> **Task objective**
A complete answer includes every line below with the word "refs".

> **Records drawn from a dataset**
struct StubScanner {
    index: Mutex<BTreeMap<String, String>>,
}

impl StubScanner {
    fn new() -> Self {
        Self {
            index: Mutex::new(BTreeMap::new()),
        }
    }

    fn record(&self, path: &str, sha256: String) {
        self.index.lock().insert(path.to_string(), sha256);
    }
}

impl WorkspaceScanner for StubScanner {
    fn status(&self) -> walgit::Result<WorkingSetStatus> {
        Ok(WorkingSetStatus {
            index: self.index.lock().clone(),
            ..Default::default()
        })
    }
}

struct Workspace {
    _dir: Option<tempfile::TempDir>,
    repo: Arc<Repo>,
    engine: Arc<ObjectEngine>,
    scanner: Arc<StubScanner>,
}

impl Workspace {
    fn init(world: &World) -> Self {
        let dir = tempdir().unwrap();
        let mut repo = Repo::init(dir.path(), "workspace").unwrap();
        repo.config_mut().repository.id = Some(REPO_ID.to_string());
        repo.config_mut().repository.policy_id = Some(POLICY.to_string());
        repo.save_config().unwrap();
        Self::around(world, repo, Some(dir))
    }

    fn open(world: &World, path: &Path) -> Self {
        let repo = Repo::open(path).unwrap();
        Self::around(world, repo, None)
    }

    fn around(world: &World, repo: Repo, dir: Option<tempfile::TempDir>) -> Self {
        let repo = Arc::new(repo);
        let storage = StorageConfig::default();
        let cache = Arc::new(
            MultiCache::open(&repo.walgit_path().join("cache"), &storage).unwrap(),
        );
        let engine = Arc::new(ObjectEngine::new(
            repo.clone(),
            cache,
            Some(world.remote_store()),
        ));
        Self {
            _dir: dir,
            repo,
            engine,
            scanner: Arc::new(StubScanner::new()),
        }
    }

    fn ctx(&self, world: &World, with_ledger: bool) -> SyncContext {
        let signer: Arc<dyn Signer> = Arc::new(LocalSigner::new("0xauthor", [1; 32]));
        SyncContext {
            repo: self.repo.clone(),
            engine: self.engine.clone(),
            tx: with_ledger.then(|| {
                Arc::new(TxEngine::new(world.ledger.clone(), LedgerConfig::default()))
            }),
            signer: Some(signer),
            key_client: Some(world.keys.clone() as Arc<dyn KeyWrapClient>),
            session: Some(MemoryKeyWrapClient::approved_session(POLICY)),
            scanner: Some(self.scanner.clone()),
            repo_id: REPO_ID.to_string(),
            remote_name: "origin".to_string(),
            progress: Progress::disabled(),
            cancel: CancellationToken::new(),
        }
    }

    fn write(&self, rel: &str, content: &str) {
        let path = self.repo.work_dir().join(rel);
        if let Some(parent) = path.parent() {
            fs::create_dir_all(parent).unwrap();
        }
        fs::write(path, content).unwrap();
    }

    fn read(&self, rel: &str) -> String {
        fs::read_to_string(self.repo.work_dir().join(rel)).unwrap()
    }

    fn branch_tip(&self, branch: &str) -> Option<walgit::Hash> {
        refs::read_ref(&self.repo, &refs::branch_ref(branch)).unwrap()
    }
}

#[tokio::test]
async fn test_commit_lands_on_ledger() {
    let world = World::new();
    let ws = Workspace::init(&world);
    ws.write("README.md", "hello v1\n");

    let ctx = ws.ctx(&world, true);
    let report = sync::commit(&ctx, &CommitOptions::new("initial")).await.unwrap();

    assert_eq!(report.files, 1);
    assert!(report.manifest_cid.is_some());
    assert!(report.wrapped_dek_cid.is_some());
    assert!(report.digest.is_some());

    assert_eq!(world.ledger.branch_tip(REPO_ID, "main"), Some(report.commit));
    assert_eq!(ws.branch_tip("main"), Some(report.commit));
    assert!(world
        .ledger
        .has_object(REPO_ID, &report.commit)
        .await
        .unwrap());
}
...
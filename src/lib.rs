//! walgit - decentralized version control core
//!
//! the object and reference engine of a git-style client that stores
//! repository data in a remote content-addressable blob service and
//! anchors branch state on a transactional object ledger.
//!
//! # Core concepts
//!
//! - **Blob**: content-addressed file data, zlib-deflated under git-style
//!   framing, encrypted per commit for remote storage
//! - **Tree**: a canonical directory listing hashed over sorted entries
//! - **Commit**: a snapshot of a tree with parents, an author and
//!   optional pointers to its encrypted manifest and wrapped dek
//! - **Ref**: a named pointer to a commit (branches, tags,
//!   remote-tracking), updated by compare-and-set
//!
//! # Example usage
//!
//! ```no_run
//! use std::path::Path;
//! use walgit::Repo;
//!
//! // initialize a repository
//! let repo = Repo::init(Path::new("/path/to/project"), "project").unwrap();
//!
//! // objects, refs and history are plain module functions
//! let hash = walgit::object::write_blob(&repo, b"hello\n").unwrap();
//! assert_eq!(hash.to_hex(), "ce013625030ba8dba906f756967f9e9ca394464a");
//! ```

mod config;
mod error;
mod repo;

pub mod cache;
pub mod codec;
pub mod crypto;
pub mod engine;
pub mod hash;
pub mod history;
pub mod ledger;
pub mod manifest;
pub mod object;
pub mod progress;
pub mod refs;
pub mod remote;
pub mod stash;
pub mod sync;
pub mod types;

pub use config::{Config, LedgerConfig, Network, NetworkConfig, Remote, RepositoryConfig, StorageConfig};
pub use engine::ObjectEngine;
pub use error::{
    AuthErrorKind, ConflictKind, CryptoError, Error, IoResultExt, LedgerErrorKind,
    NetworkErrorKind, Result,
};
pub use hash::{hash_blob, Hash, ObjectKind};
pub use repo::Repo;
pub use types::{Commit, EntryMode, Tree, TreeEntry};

> **Exercise output**
        refs::read_ref(&self.repo, &refs::branch_ref(branch)).unwrap()
//! // objects, refs and history are plain module functions
pub mod refs;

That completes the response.